- Metalwala at the time of his disappearance, left, and age progressed to what he might look like at age 5 in 2014
- Born: Sky Elijah Metalwala September 6, 2009 Bellevue, Washington, U.S.
- Disappeared: November 6, 2011 (aged 2) Bellevue, Washington, U.S.
- Status: Missing for 14 years, 10 months and 2 days
- Height: 2 ft 10 in (86 cm)
- Parents: Solomon Metalwala (father); Julia Biryukova (mother);

= Disappearance of Sky Metalwala =

Unsolved 2011 disappearance

On the morning of November 6, 2011, Sky Elijah Metalwala (born September 6, 2009) disappeared in Bellevue, Washington, United States. His mother, Julia Biryukova, claimed that she put Sky, who was reportedly sick, and his older sister in her car to go to a nearby hospital. Along the way, Biryukova stated that she ran out of gas and left Sky in the car along a Bellevue street while she went to get help. She said that when she returned after being gone about an hour and a half, Sky was gone. He has not been seen since.

The situation was reported to police, who soon came to doubt Biryukova's account since her car was found to have enough gas in its tank and was in working order. Her description of the incident also shared similarities with an episode of Law & Order: Special Victims Unit that had been rebroadcast in the Seattle area the night before. Shortly before, Biryukova had decided to withdraw from a mediated custody agreement that was the last stage of an acrimonious divorce from Sky's father, Solomon Metalwala. Solomon has remained active in assisting police with the investigation, believing Sky's disappearance was related to the custody dispute.
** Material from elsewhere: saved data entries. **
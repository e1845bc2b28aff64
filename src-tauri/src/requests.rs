use std::collections::HashMap;
use std::sync::atomic::{AtomicU64, Ordering};
use std::sync::Mutex;

use serde::{Deserialize, Serialize};
use tracing::debug;

/// Proof that a fetch was issued; compared against the latest token for its
/// key when the response arrives.
#[derive(Debug, Clone, PartialEq, Eq, Hash, Serialize, Deserialize)]
pub struct RequestToken {
    pub key: String,
    pub seq: u64,
}

/// Shared by every guard in the process, so a session rebuilt from a URL
/// never reissues a sequence number an older session handed out.
static NEXT_SEQ: AtomicU64 = AtomicU64::new(1);

/// Tracks the latest issued token per state key so late responses from
/// superseded requests can be dropped.
pub struct RequestGuard {
    latest: Mutex<HashMap<String, u64>>,
}

impl RequestGuard {
    pub fn new() -> Self {
        Self {
            latest: Mutex::new(HashMap::new()),
        }
    }

    /// Issue a token for `key`, superseding every earlier one for that key.
    pub fn issue(&self, key: &str) -> RequestToken {
        // Sequence is drawn under the lock so the map never moves backwards.
        let mut map = self.latest.lock().unwrap_or_else(|e| e.into_inner());
        let seq = NEXT_SEQ.fetch_add(1, Ordering::SeqCst);
        map.insert(key.to_string(), seq);
        debug!(key, seq, "issued request token");
        RequestToken {
            key: key.to_string(),
            seq,
        }
    }

    pub fn is_current(&self, token: &RequestToken) -> bool {
        let map = self.latest.lock().unwrap_or_else(|e| e.into_inner());
        map.get(&token.key) == Some(&token.seq)
    }

    /// Hand back `response` only if `token` is still the latest for its key.
    pub fn accept<T>(&self, token: &RequestToken, response: T) -> Option<T> {
        if self.is_current(token) {
            Some(response)
        } else {
            debug!(key = %token.key, seq = token.seq, "discarding stale response");
            None
        }
    }

    /// Invalidate every outstanding token, e.g. when the session resets.
    pub fn invalidate_all(&self) {
        let mut map = self.latest.lock().unwrap_or_else(|e| e.into_inner());
        map.clear();
    }

    pub fn len(&self) -> usize {
        self.latest.lock().unwrap_or_else(|e| e.into_inner()).len()
    }

    pub fn is_empty(&self) -> bool {
        self.len() == 0
    }
}

impl Default for RequestGuard {
    fn default() -> Self {
        Self::new()
    }
}
use std::collections::BTreeMap;

use serde::{Deserialize, Serialize};

/// A node of the root-cause tree. Parents own their children; the tree is
/// never cyclic.
#[derive(Debug, Clone, PartialEq, Serialize, Deserialize)]
pub struct TreeNode {
    pub name: String,
    #[serde(default, skip_serializing_if = "Option::is_none")]
    pub namespace: Option<String>,
    #[serde(default, rename = "anomalyCount", skip_serializing_if = "Option::is_none")]
    pub anomaly_count: Option<u64>,
    #[serde(default, skip_serializing_if = "Option::is_none")]
    pub children: Option<Vec<TreeNode>>,
    #[serde(default, skip_serializing_if = "Option::is_none")]
    pub tooltips: Option<BTreeMap<String, String>>,
    #[serde(default)]
    pub detail_params: BTreeMap<String, serde_json::Value>,
}

impl TreeNode {
    pub fn leaf(name: impl Into<String>) -> Self {
        Self {
            name: name.into(),
            namespace: None,
            anomaly_count: None,
            children: None,
            tooltips: None,
            detail_params: BTreeMap::new(),
        }
    }

    pub fn children(&self) -> &[TreeNode] {
        self.children.as_deref().unwrap_or_default()
    }
}
//! Filter option lists per data source, cached in SQLite.

use std::collections::{BTreeMap, BTreeSet};
use std::future::Future;

use serde::{Deserialize, Serialize};
use tracing::{debug, warn};

use crate::api::ApiClient;
use crate::db::DbPool;
use crate::error::Result;
use crate::types::anomaly::FilterOption;
use crate::types::source::{DataSource, FilterDimension};

/// One independently loaded list in the filter panel.
#[derive(Debug, Clone, Copy, PartialEq, Eq, PartialOrd, Ord, Serialize, Deserialize)]
#[serde(rename_all = "snake_case")]
pub enum OptionSection {
    Anomalies,
    Severities,
    Dimension(FilterDimension),
}

impl OptionSection {
    pub fn cache_key(&self) -> &'static str {
        match self {
            OptionSection::Anomalies => "anomalies",
            OptionSection::Severities => "severities",
            OptionSection::Dimension(d) => d.query_key(),
        }
    }

    pub fn for_source(source: DataSource) -> Vec<OptionSection> {
        let mut sections = vec![OptionSection::Anomalies, OptionSection::Severities];
        sections.extend(source.dimensions().iter().copied().map(OptionSection::Dimension));
        sections
    }
}

#[derive(Debug, Clone, PartialEq, Serialize, Deserialize)]
#[serde(untagged)]
pub enum SectionPayload {
    Options(Vec<FilterOption>),
    Values(Vec<String>),
}

/// Option lists loaded for the current data source. `None` means the list
/// has not loaded; `failed` names sections whose last load failed.
#[derive(Debug, Clone, Default, PartialEq, Serialize, Deserialize)]
#[serde(rename_all = "camelCase")]
pub struct OptionSet {
    pub data_source: DataSource,
    pub anomalies: Option<Vec<FilterOption>>,
    pub severities: Option<Vec<FilterOption>>,
    pub dimensions: BTreeMap<FilterDimension, BTreeSet<String>>,
    pub failed: BTreeSet<OptionSection>,
}

impl OptionSet {
    pub fn new(data_source: DataSource) -> Self {
        Self {
            data_source,
            ..Default::default()
        }
    }

    pub fn anomaly_ids(&self) -> Option<BTreeSet<String>> {
        self.anomalies
            .as_ref()
            .map(|opts| opts.iter().map(|o| o.id.clone()).collect())
    }

    pub fn severity_ids(&self) -> Option<BTreeSet<String>> {
        self.severities
            .as_ref()
            .map(|opts| opts.iter().map(|o| o.id.clone()).collect())
    }

    pub fn values(&self, dimension: FilterDimension) -> Option<&BTreeSet<String>> {
        self.dimensions.get(&dimension)
    }

    pub fn has_error(&self, section: OptionSection) -> bool {
        self.failed.contains(&section)
    }

    fn insert(&mut self, section: OptionSection, payload: SectionPayload) {
        match (section, payload) {
            (OptionSection::Anomalies, SectionPayload::Options(o)) => self.anomalies = Some(o),
            (OptionSection::Severities, SectionPayload::Options(o)) => self.severities = Some(o),
            (OptionSection::Dimension(d), SectionPayload::Values(v)) => {
                self.dimensions.insert(d, v.into_iter().collect());
            }
            (OptionSection::Dimension(d), SectionPayload::Options(o)) => {
                self.dimensions.insert(d, o.into_iter().map(|o| o.id).collect());
            }
            (section, SectionPayload::Values(v)) => {
                let opts = v
                    .into_iter()
                    .map(|id| FilterOption {
                        label: id.clone(),
                        id,
                    })
                    .collect();
                if section == OptionSection::Anomalies {
                    self.anomalies = Some(opts);
                } else {
                    self.severities = Some(opts);
                }
            }
        }
    }
}

/// Where option lists come from when the cache is cold.
pub trait OptionFetcher {
    fn fetch_section(
        &self,
        source: DataSource,
        section: OptionSection,
    ) -> impl Future<Output = Result<SectionPayload>> + Send;
}

impl OptionFetcher for ApiClient {
    async fn fetch_section(
        &self,
        source: DataSource,
        section: OptionSection,
    ) -> Result<SectionPayload> {
        match section {
            OptionSection::Anomalies => self
                .fetch_anomaly_options(source)
                .await
                .map(SectionPayload::Options),
            OptionSection::Severities => self
                .fetch_severity_options()
                .await
                .map(SectionPayload::Options),
            OptionSection::Dimension(d) => self
                .fetch_dimension_options(source, d)
                .await
                .map(SectionPayload::Values),
        }
    }
}

pub fn option_cache_set(
    pool: &DbPool,
    source: DataSource,
    section: OptionSection,
    payload: &SectionPayload,
) -> Result<()> {
    let conn = pool.get()?;
    let json = serde_json::to_string(payload)?;
    conn.execute(
        "INSERT INTO option_cache (data_source, section, payload, fetched_at)
         VALUES (?1, ?2, ?3, datetime('now'))
         ON CONFLICT(data_source, section) DO UPDATE SET
            payload = ?3, fetched_at = datetime('now')",
        rusqlite::params![source.as_str(), section.cache_key(), json],
    )?;
    Ok(())
}

pub fn option_cache_get(
    pool: &DbPool,
    source: DataSource,
    section: OptionSection,
) -> Result<Option<SectionPayload>> {
    let conn = pool.get()?;
    let json: Option<String> = match conn.query_row(
        "SELECT payload FROM option_cache WHERE data_source = ?1 AND section = ?2",
        [source.as_str(), section.cache_key()],
        |row| row.get(0),
    ) {
        Ok(json) => Some(json),
        Err(rusqlite::Error::QueryReturnedNoRows) => None,
        Err(e) => return Err(e.into()),
    };
    match json {
        Some(json) => Ok(Some(serde_json::from_str(&json)?)),
        None => Ok(None),
    }
}

/// Whether the entry is missing or older than `max_age_secs`.
pub fn option_cache_is_stale(
    pool: &DbPool,
    source: DataSource,
    section: OptionSection,
    max_age_secs: i64,
) -> Result<bool> {
    let conn = pool.get()?;
    let count: i64 = conn.query_row(
        "SELECT COUNT(*) FROM option_cache
         WHERE data_source = ?1 AND section = ?2 AND fetched_at > datetime('now', ?3)",
        rusqlite::params![
            source.as_str(),
            section.cache_key(),
            format!("-{} seconds", max_age_secs)
        ],
        |row| row.get(0),
    )?;
    Ok(count == 0)
}

pub fn option_cache_clear(pool: &DbPool, source: DataSource) -> Result<usize> {
    let conn = pool.get()?;
    Ok(conn.execute(
        "DELETE FROM option_cache WHERE data_source = ?1",
        [source.as_str()],
    )?)
}

/// Load every section for `source`. Fresh cache entries win; otherwise the
/// fetcher is asked, falling back to a stale entry when it fails. A section
/// with neither is marked failed rather than failing the whole set.
pub async fn load_options<F: OptionFetcher>(
    pool: &DbPool,
    fetcher: &F,
    source: DataSource,
    ttl_secs: i64,
) -> Result<OptionSet> {
    let mut set = OptionSet::new(source);
    for section in OptionSection::for_source(source) {
        if !option_cache_is_stale(pool, source, section, ttl_secs)? {
            if let Some(payload) = option_cache_get(pool, source, section)? {
                set.insert(section, payload);
                continue;
            }
        }

        match fetcher.fetch_section(source, section).await {
            Ok(payload) => {
                option_cache_set(pool, source, section, &payload)?;
                set.insert(section, payload);
            }
            Err(e) => {
                warn!(error = %e, source = source.as_str(), section = section.cache_key(), "option fetch failed");
                match option_cache_get(pool, source, section)? {
                    Some(stale) => {
                        debug!(section = section.cache_key(), "serving stale options");
                        set.insert(section, stale);
                    }
                    None => {
                        set.failed.insert(section);
                    }
                }
            }
        }
    }
    Ok(set)
}

#[cfg(test)]
mod tests {
    use super::*;
    use crate::db;
    use crate::error::DashboardError;
    use std::sync::atomic::{AtomicUsize, Ordering};

    fn test_pool() -> (tempfile::TempDir, DbPool) {
        let dir = tempfile::tempdir().unwrap();
        let pool = db::create_pool(&dir.path().join("test.sqlite")).unwrap();
        db::init_db(&pool).unwrap();
        crate::migrations::run_pending(&pool).unwrap();
        (dir, pool)
    }

    struct FakeBackend {
        fail: bool,
        calls: AtomicUsize,
    }

    impl FakeBackend {
        fn new(fail: bool) -> Self {
            Self {
                fail,
                calls: AtomicUsize::new(0),
            }
        }
    }

    impl OptionFetcher for FakeBackend {
        async fn fetch_section(
            &self,
            source: DataSource,
            section: OptionSection,
        ) -> Result<SectionPayload> {
            self.calls.fetch_add(1, Ordering::SeqCst);
            if self.fail {
                return Err(DashboardError::Api {
                    status: 503,
                    message: "unavailable".to_string(),
                });
            }
            Ok(match section {
                OptionSection::Dimension(d) => SectionPayload::Values(vec![format!(
                    "{}-{}-1",
                    source.as_str(),
                    d.query_key()
                )]),
                _ => SectionPayload::Options(vec![FilterOption {
                    id: format!("{}-opt", section.cache_key()),
                    label: "Option".to_string(),
                }]),
            })
        }
    }

    #[test]
    fn sections_follow_data_source_dimensions() {
        let sections = OptionSection::for_source(DataSource::Network);
        assert_eq!(sections.len(), 5);
        assert!(sections.contains(&OptionSection::Dimension(FilterDimension::Interface)));
        assert!(!sections.contains(&OptionSection::Dimension(FilterDimension::Domain)));
    }

    #[test]
    fn cache_is_stale_when_empty() {
        let (_dir, pool) = test_pool();
        assert!(
            option_cache_is_stale(&pool, DataSource::Apm, OptionSection::Anomalies, 3600).unwrap()
        );
        assert!(option_cache_get(&pool, DataSource::Apm, OptionSection::Anomalies)
            .unwrap()
            .is_none());
    }

    #[test]
    fn cache_set_and_get_roundtrip() {
        let (_dir, pool) = test_pool();
        let payload = SectionPayload::Values(vec!["edge-1".to_string(), "edge-2".to_string()]);
        let section = OptionSection::Dimension(FilterDimension::Node);
        option_cache_set(&pool, DataSource::Network, section, &payload).unwrap();
        assert_eq!(
            option_cache_get(&pool, DataSource::Network, section).unwrap(),
            Some(payload)
        );
        assert!(!option_cache_is_stale(&pool, DataSource::Network, section, 3600).unwrap());
        // Same section under another source is independent.
        assert!(option_cache_get(&pool, DataSource::Apm, section).unwrap().is_none());
    }

    #[test]
    fn clear_removes_only_that_source() {
        let (_dir, pool) = test_pool();
        let payload = SectionPayload::Values(vec!["x".to_string()]);
        option_cache_set(&pool, DataSource::Dns, OptionSection::Severities, &payload).unwrap();
        option_cache_set(&pool, DataSource::Apm, OptionSection::Severities, &payload).unwrap();
        assert_eq!(option_cache_clear(&pool, DataSource::Dns).unwrap(), 1);
        assert!(option_cache_get(&pool, DataSource::Apm, OptionSection::Severities)
            .unwrap()
            .is_some());
    }

    #[tokio::test]
    async fn load_fetches_then_serves_from_cache() {
        let (_dir, pool) = test_pool();
        let backend = FakeBackend::new(false);
        let set = load_options(&pool, &backend, DataSource::Dns, 3600).await.unwrap();
        assert_eq!(backend.calls.load(Ordering::SeqCst), 4);
        assert!(set.failed.is_empty());
        assert_eq!(
            set.anomaly_ids().unwrap(),
            BTreeSet::from(["anomalies-opt".to_string()])
        );
        assert!(set
            .values(FilterDimension::Domain)
            .unwrap()
            .contains("dns-domain-1"));

        let again = load_options(&pool, &backend, DataSource::Dns, 3600).await.unwrap();
        assert_eq!(backend.calls.load(Ordering::SeqCst), 4);
        assert_eq!(again, set);
    }

    #[tokio::test]
    async fn failed_fetch_without_cache_marks_section() {
        let (_dir, pool) = test_pool();
        let backend = FakeBackend::new(true);
        let set = load_options(&pool, &backend, DataSource::Security, 3600)
            .await
            .unwrap();
        assert!(set.has_error(OptionSection::Anomalies));
        assert!(set.has_error(OptionSection::Dimension(FilterDimension::Sensor)));
        assert!(set.anomalies.is_none());
    }

    #[tokio::test]
    async fn failed_fetch_falls_back_to_stale_cache() {
        let (_dir, pool) = test_pool();
        let payload = SectionPayload::Values(vec!["fw-01".to_string()]);
        let section = OptionSection::Dimension(FilterDimension::Device);
        option_cache_set(&pool, DataSource::Security, section, &payload).unwrap();

        let backend = FakeBackend::new(true);
        // A zero TTL makes every entry stale.
        let set = load_options(&pool, &backend, DataSource::Security, 0)
            .await
            .unwrap();
        assert!(!set.has_error(section));
        assert!(set.values(FilterDimension::Device).unwrap().contains("fw-01"));
    }
}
Biryukova has not been fully cooperative with the police, although she claims to have no more idea than her ex-husband of what happened to Sky. Although there have been allegations that she neglected Sky when he was in her custody, and state child-welfare agencies have tried to remove a child she had with a later husband with a history of abuse, police have made a "strategic decision" not to charge her with child endangerment for leaving her son in the car on the day he disappeared, in order to keep their options open if they learn more about Sky's whereabouts.

==Background==
Both of Sky Metalwala's parents were immigrants to the United States. Solomon Metalwala is originally from Pakistan. Julia Biryukova is a Ukrainian born in Soviet Russia; she later claimed to have been subjected to shock therapy in mental hospitals during her childhood as punishment, in addition to regular disciplinary beatings by her parents, with serious negative effects on her self-esteem as a result. Solomon had been running a convenience store in Bellevue, Washington, when the two met in 1997.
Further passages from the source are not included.